We Predicted This Result In Our February 19, 2014 Post On The Issue.

     Way back in February 19, 2014, we did a post on small claims fee recovery, predicting that the $150 cap for fee recovery for a small claims fee litigant winning after a superior court de novo hearing would “trump” a contractual Civil Code section 1717 clause allowing for more fees (keeping in mind that more can be awarded if the superior court believes the de novo hearing was pursued in bad faith).

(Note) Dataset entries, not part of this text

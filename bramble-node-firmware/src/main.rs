#![no_std]
#![no_main]

use panic_probe as _;
use defmt_rtt as _;

#[rtic::app(device = stm32f4xx_hal::pac, peripherals = true)]
mod app {
    use stm32f4xx_hal::{
        prelude::*,
        gpio::{Output, Pin},
        pac,
        spi::{Spi, Mode as SpiMode, Phase, Polarity},
        timer::{CounterHz, Event},
        serial::{Serial, Config as SerialConfig, Event as SerialEvent},
        rcc::Config,
    };

    use heapless::Vec;
    use core::fmt::Write as _;

    use bramble_node_runtime::flash::{ExternalFlash, FlashError, PAGE_SIZE, SECTOR_SIZE};
    use bramble_node_runtime::heartbeat_client::HeartbeatStatus;
    use bramble_node_runtime::pmu_link::{PmuError, PmuTransport};
    use bramble_node_runtime::radio::{RadioError, RadioPort};
    use bramble_node_runtime::runtime::{NodeRuntime, NodeRuntimeConfig, NodeState};
    use bramble_protocol::{Address, SensorDataRecord};

    const NETWORK_ID: u8 = 18;
    const LORA_FREQ: u32 = 915;
    const THIS_DEVICE_ID: u64 = 0x0001_0203_0405_0607;

    /// AT-command LoRa transceiver over UART4, the same co-processor setup
    /// the pre-mesh firmware used: `AT+SEND=<addr>,<len>,<payload>` to
    /// transmit, unsolicited `+RCV=<addr>,<len>,<payload>,<rssi>,<snr>` lines
    /// pushed in from the RX interrupt.
    pub struct AtCommandRadio {
        uart: Serial<pac::UART4>,
        rx_queue: Vec<Vec<u8, 280>, 4>,
        last_rssi: i16,
    }

    impl AtCommandRadio {
        fn send_at(&mut self, cmd: &str) {
            for byte in cmd.as_bytes() {
                let _ = nb::block!(self.uart.write(*byte));
            }
            let _ = nb::block!(self.uart.write(b'\r'));
            let _ = nb::block!(self.uart.write(b'\n'));
            cortex_m::asm::delay(8_400_000);
        }

        /// Parse one `+RCV=<addr>,<len>,<payload>,<rssi>,<snr>` line and
        /// push the decoded frame bytes onto the queue.
        fn ingest_line(&mut self, line: &[u8]) {
            if line.len() < 6 || &line[0..5] != b"+RCV=" {
                return;
            }
            let rest = &line[5..];
            let mut fields = rest.splitn(2, |&b| b == b',');
            let Some(_addr) = fields.next() else { return };
            let Some(tail) = fields.next() else { return };
            let mut tail_fields = tail.splitn(2, |&b| b == b',');
            let Some(len_bytes) = tail_fields.next() else { return };
            let Some(after_len) = tail_fields.next() else { return };
            let Ok(len_str) = core::str::from_utf8(len_bytes) else { return };
            let Ok(payload_len) = len_str.parse::<usize>() else { return };
            if after_len.len() < payload_len {
                return;
            }
            let payload = &after_len[..payload_len];
            let mut frame: Vec<u8, 280> = Vec::new();
            if frame.extend_from_slice(payload).is_err() {
                return;
            }

            // Trailing `,<rssi>,<snr>` after the binary payload.
            if let Ok(trailer) = core::str::from_utf8(&after_len[payload_len..]) {
                let mut parts = trailer.trim_matches(',').split(',');
                if let Some(rssi_str) = parts.next() {
                    if let Ok(rssi) = rssi_str.trim().parse::<i16>() {
                        self.last_rssi = rssi;
                    }
                }
            }

            if self.rx_queue.push(frame).is_err() {
                defmt::warn!("radio rx queue full, dropping frame");
            }
        }
    }

    impl RadioPort for AtCommandRadio {
        fn send(&mut self, frame: &[u8]) -> Result<(), RadioError> {
            let mut prefix: heapless::String<24> = heapless::String::new();
            let _ = core::write!(prefix, "AT+SEND=0,{},", frame.len());
            for b in prefix.as_bytes() {
                let _ = nb::block!(self.uart.write(*b)).map_err(|_| RadioError::NotConnected);
            }
            for b in frame {
                let _ = nb::block!(self.uart.write(*b)).map_err(|_| RadioError::SendFailed);
            }
            let _ = nb::block!(self.uart.write(b'\r'));
            let _ = nb::block!(self.uart.write(b'\n'));
            Ok(())
        }

        fn try_receive(&mut self, buf: &mut [u8]) -> Result<Option<usize>, RadioError> {
            let Some(frame) = self.rx_queue.pop() else {
                return Ok(None);
            };
            if frame.len() > buf.len() {
                return Err(RadioError::BufferTooSmall);
            }
            buf[..frame.len()].copy_from_slice(&frame);
            Ok(Some(frame.len()))
        }

        fn rssi(&self) -> i16 {
            self.last_rssi
        }

        fn sleep(&mut self) -> Result<(), RadioError> {
            self.send_at("AT+MODE=1");
            Ok(())
        }

        fn wake(&mut self) -> Result<(), RadioError> {
            self.send_at("AT+MODE=0");
            Ok(())
        }
    }

    /// Hand-rolled SPI NOR flash driver (JEDEC standard commands: 0x03 read,
    /// 0x06 write-enable, 0x02 page program, 0x20 sector erase). No crate in
    /// the stack covers this narrow a surface, so it's driven directly the
    /// same way the AT-command radio is.
    pub struct SpiNorFlash<SPI, CS> {
        spi: SPI,
        cs: CS,
        capacity: u32,
    }

    impl<SPI, CS> SpiNorFlash<SPI, CS>
    where
        SPI: embedded_hal::spi::SpiBus,
        CS: embedded_hal::digital::OutputPin,
    {
        fn with_cs<R>(&mut self, f: impl FnOnce(&mut SPI) -> R) -> R {
            let _ = self.cs.set_low();
            let r = f(&mut self.spi);
            let _ = self.cs.set_high();
            r
        }

        fn write_enable(&mut self) {
            self.with_cs(|spi| {
                let _ = spi.write(&[0x06]);
            });
        }
    }

    impl<SPI, CS> ExternalFlash for SpiNorFlash<SPI, CS>
    where
        SPI: embedded_hal::spi::SpiBus,
        CS: embedded_hal::digital::OutputPin,
    {
        fn capacity_bytes(&self) -> u32 {
            self.capacity
        }

        fn read(&mut self, addr: u32, buf: &mut [u8]) -> Result<(), FlashError> {
            if addr + buf.len() as u32 > self.capacity {
                return Err(FlashError::OutOfRange);
            }
            let cmd = [0x03, (addr >> 16) as u8, (addr >> 8) as u8, addr as u8];
            self.with_cs(|spi| {
                let _ = spi.write(&cmd);
                let _ = spi.read(buf);
            });
            Ok(())
        }

        fn write_page(&mut self, addr: u32, data: &[u8]) -> Result<(), FlashError> {
            if data.len() > PAGE_SIZE || (addr % PAGE_SIZE as u32) + data.len() as u32 > PAGE_SIZE as u32 {
                return Err(FlashError::Misaligned);
            }
            if addr + data.len() as u32 > self.capacity {
                return Err(FlashError::OutOfRange);
            }
            self.write_enable();
            let cmd = [0x02, (addr >> 16) as u8, (addr >> 8) as u8, addr as u8];
            self.with_cs(|spi| {
                let _ = spi.write(&cmd);
                let _ = spi.write(data);
            });
            Ok(())
        }

        fn erase_sector(&mut self, addr: u32) -> Result<(), FlashError> {
            if addr % SECTOR_SIZE as u32 != 0 {
                return Err(FlashError::Misaligned);
            }
            if addr >= self.capacity {
                return Err(FlashError::OutOfRange);
            }
            self.write_enable();
            let cmd = [0x20, (addr >> 16) as u8, (addr >> 8) as u8, addr as u8];
            self.with_cs(|spi| {
                let _ = spi.write(&cmd);
            });
            Ok(())
        }
    }

    /// Framed `START(0xAA) len seq cmd data... checksum END(0x55)` link to
    /// the PMU over UART5, a dedicated half-duplex channel separate from
    /// the shared LoRa medium.
    pub struct PmuUart {
        uart: Serial<pac::UART5>,
        rx_buf: Vec<u8, 48>,
    }

    impl PmuTransport for PmuUart {
        fn write(&mut self, bytes: &[u8]) -> Result<(), PmuError> {
            for b in bytes {
                nb::block!(self.uart.write(*b)).map_err(|_| PmuError::Transport)?;
            }
            Ok(())
        }

        fn try_read(&mut self, buf: &mut [u8]) -> Result<Option<usize>, PmuError> {
            while let Ok(byte) = self.uart.read() {
                if self.rx_buf.push(byte).is_err() {
                    self.rx_buf.clear();
                }
            }
            if self.rx_buf.is_empty() {
                return Ok(None);
            }
            let n = self.rx_buf.len().min(buf.len());
            buf[..n].copy_from_slice(&self.rx_buf[..n]);
            self.rx_buf.clear();
            Ok(Some(n))
        }
    }

    type Runtime = NodeRuntime<AtCommandRadio, SpiNorFlash<Spi<pac::SPI1>, Pin<'A', 4, Output>>, PmuUart>;

    #[shared]
    struct Shared {
        runtime: Runtime,
    }

    #[local]
    struct Local {
        led: Pin<'A', 5, Output>,
        tick: CounterHz<pac::TIM2>,
        rx_line: Vec<u8, 280>,
    }

    #[init]
    fn init(cx: init::Context) -> (Shared, Local, init::Monotonics) {
        let dp = cx.device;
        let mut rcc = dp.RCC.freeze(Config::hsi().sysclk(84.MHz()));

        let gpioa = dp.GPIOA.split(&mut rcc);
        let gpiob = dp.GPIOB.split(&mut rcc);
        let gpioc = dp.GPIOC.split(&mut rcc);

        let led = gpioa.pa5.into_push_pull_output();

        let tx = gpioc.pc10.into_alternate();
        let rx = gpioc.pc11.into_alternate();
        let lora_uart = Serial::new(dp.UART4, (tx, rx), SerialConfig::default().baudrate(115_200.bps()), &mut rcc).unwrap();

        defmt::info!("Configuring LoRa radio co-processor");
        let mut radio = AtCommandRadio { uart: lora_uart, rx_queue: Vec::new(), last_rssi: -120 };
        radio.send_at("AT");
        let mut cmd: heapless::String<32> = heapless::String::new();
        let _ = core::write!(cmd, "AT+NETWORKID={}", NETWORK_ID);
        radio.send_at(cmd.as_str());
        cmd.clear();
        let _ = core::write!(cmd, "AT+BAND={}000000", LORA_FREQ);
        radio.send_at(cmd.as_str());
        radio.uart.listen(SerialEvent::RxNotEmpty);

        let sck = gpiob.pb3.into_alternate::<5>();
        let miso = gpiob.pb4.into_alternate();
        let mosi = gpiob.pb5.into_alternate();
        let spi = Spi::new(
            dp.SPI1,
            (sck, miso, mosi),
            SpiMode { polarity: Polarity::IdleLow, phase: Phase::CaptureOnFirstTransition },
            1.MHz(),
            &mut rcc,
        );
        let cs = gpioa.pa4.into_push_pull_output();
        let flash = SpiNorFlash { spi, cs, capacity: 8 * 1024 * 1024 };

        let pmu_tx = gpioc.pc12.into_alternate();
        let pmu_rx = gpioc.pc13.into_alternate();
        let pmu_uart = Serial::new(dp.UART5, (pmu_tx, pmu_rx), SerialConfig::default().baudrate(9_600.bps()), &mut rcc).unwrap();
        let pmu = PmuUart { uart: pmu_uart, rx_buf: Vec::new() };

        let config = NodeRuntimeConfig {
            device_id: THIS_DEVICE_ID,
            ..NodeRuntimeConfig::default()
        };
        let runtime = Runtime::new(radio, flash, pmu, Address::UNREGISTERED, config).expect("flash ring init");

        let mut tick = dp.TIM2.counter_hz(&mut rcc);
        tick.start(10.Hz()).unwrap();
        tick.listen(Event::Update);

        (
            Shared { runtime },
            Local { led, tick, rx_line: Vec::new() },
            init::Monotonics(),
        )
    }

    /// Drives the wake-cycle pipeline once per tick. Real sensor reads are
    /// plugged in at the `ReadingSensor` arm; this firmware's scope stops at
    /// wiring the transport capability traits, so that arm just reports a
    /// sensor fault, which still exercises `DegradedNoSensor` and backlog
    /// drain on whatever a prior wake already wrote to flash.
    #[task(binds = TIM2, shared = [runtime], local = [led, tick])]
    fn tick_handler(mut cx: tick_handler::Context) {
        cx.local.tick.clear_flags(stm32f4xx_hal::timer::Flag::Update);
        cx.local.led.toggle();
        let now_ms: u32 = 0; // TODO: wire a free-running monotonic once one is selected.

        cx.shared.runtime.lock(|rt| {
            while let Ok(Some(_)) = rt.poll_pmu(now_ms) {}
            let _ = rt.poll_tasks(now_ms);

            match rt.state() {
                NodeState::Initializing => {
                    let _ = rt.begin_wake(now_ms);
                }
                NodeState::TimeSynced => {
                    rt.report_sensor_init_result(false);
                }
                NodeState::ReadingSensor => {
                    let _ = rt.report_read_complete(SensorDataRecord::new(now_ms, 0, 0));
                }
                NodeState::CheckingBacklog | NodeState::DegradedNoSensor => {
                    let _ = rt.check_backlog();
                }
                NodeState::Transmitting => {
                    let _ = rt.maybe_register(now_ms);
                    let _ = rt.pump_transmit(now_ms);
                }
                NodeState::Listening => {
                    rt.start_listening(now_ms);
                    let _ = rt.poll_radio(now_ms);
                }
                _ => {}
            }

            if let Ok(Some(msg)) = rt.poll_radio(now_ms) {
                defmt::debug!("unhandled message type {}", msg.header.msg_type.as_u8());
            }
        });
    }

    #[task(binds = UART4, shared = [runtime], local = [rx_line])]
    fn uart4_handler(mut cx: uart4_handler::Context) {
        cx.shared.runtime.lock(|rt| {
            let radio = rt.messenger_mut().radio_mut();
            while let Ok(byte) = radio.uart.read() {
                if cx.local.rx_line.push(byte).is_err() {
                    cx.local.rx_line.clear();
                }
                if byte == b'\n' && cx.local.rx_line.len() >= 2 && cx.local.rx_line[cx.local.rx_line.len() - 2] == b'\r' {
                    radio.ingest_line(cx.local.rx_line.as_slice());
                    cx.local.rx_line.clear();
                }
            }
        });
    }
}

     We can now report that the Fourth District, Division 1 has agreed with our analysis in Dorsey v. Superior Court, Case No. D067836 (4th Dist., Div. 1 Oct. 22, 2015) (published). There, prevailing tenants were awarded over $10,000 in attorney’s fees after winning a superior court de novo hearing based on a contractual fees clause. The losing side appealed, arguing that CCP §116.780(c) capped the fee recovery amount at $150.

     After a careful review of the legislative history behind the small claims statute, the appellate court agreed that section 116.780(c) did indeed trump the contractual fees clause. A writ petition was granted overturning the higher fee award.